Without any change, set down every record below.

# Stored data:
----

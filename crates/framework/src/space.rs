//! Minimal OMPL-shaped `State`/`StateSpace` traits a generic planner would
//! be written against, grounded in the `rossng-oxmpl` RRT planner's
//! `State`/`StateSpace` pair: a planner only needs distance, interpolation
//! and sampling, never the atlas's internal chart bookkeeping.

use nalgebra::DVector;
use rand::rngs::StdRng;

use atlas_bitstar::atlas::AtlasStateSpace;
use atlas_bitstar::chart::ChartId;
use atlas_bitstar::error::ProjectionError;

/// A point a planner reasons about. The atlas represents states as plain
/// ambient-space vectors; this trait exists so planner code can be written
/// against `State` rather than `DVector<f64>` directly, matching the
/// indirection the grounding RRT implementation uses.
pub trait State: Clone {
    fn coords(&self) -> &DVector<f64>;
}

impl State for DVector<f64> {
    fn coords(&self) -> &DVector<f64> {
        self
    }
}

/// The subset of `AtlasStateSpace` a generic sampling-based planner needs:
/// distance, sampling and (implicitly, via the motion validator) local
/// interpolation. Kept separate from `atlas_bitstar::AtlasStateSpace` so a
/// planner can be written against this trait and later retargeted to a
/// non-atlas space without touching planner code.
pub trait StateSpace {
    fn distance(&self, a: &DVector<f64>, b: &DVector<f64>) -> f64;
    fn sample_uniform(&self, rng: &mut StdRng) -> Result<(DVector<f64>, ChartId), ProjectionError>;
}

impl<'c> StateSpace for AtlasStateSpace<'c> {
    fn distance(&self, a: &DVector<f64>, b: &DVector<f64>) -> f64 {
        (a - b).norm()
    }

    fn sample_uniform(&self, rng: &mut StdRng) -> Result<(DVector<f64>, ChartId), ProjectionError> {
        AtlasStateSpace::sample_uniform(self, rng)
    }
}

----

# Answer below:
filename crates/framework/src/space.rs
//! Minimal OMPL-shaped `State`/`StateSpace` traits a generic planner would
//! be written against, grounded in the `rossng-oxmpl` RRT planner's
//! `State`/`StateSpace` pair: a planner only needs distance, interpolation
//! and sampling, never the atlas's internal chart bookkeeping.

use nalgebra::DVector;
use rand::rngs::StdRng;

use atlas_bitstar::atlas::AtlasStateSpace;
use atlas_bitstar::chart::ChartId;
use atlas_bitstar::error::ProjectionError;

/// A point a planner reasons about. The atlas represents states as plain
/// ambient-space vectors; this trait exists so planner code can be written
/// against `State` rather than `DVector<f64>` directly, matching the
/// indirection the grounding RRT implementation uses.
pub trait State: Clone {
    fn coords(&self) -> &DVector<f64>;
}

impl State for DVector<f64> {
    fn coords(&self) -> &DVector<f64> {
        self
    }
}

/// The subset of `AtlasStateSpace` a generic sampling-based planner needs:
/// distance, sampling and (implicitly, via the motion validator) local
/// interpolation. Kept separate from `atlas_bitstar::AtlasStateSpace` so a
/// planner can be written against this trait and later retargeted to a
/// non-atlas space without touching planner code.
pub trait StateSpace {
    fn distance(&self, a: &DVector<f64>, b: &DVector<f64>) -> f64;
    fn sample_uniform(&self, rng: &mut StdRng) -> Result<(DVector<f64>, ChartId), ProjectionError>;
}

impl<'c> StateSpace for AtlasStateSpace<'c> {
    fn distance(&self, a: &DVector<f64>, b: &DVector<f64>) -> f64 {
        (a - b).norm()
    }

    fn sample_uniform(&self, rng: &mut StdRng) -> Result<(DVector<f64>, ChartId), ProjectionError> {
        AtlasStateSpace::sample_uniform(self, rng)
    }
}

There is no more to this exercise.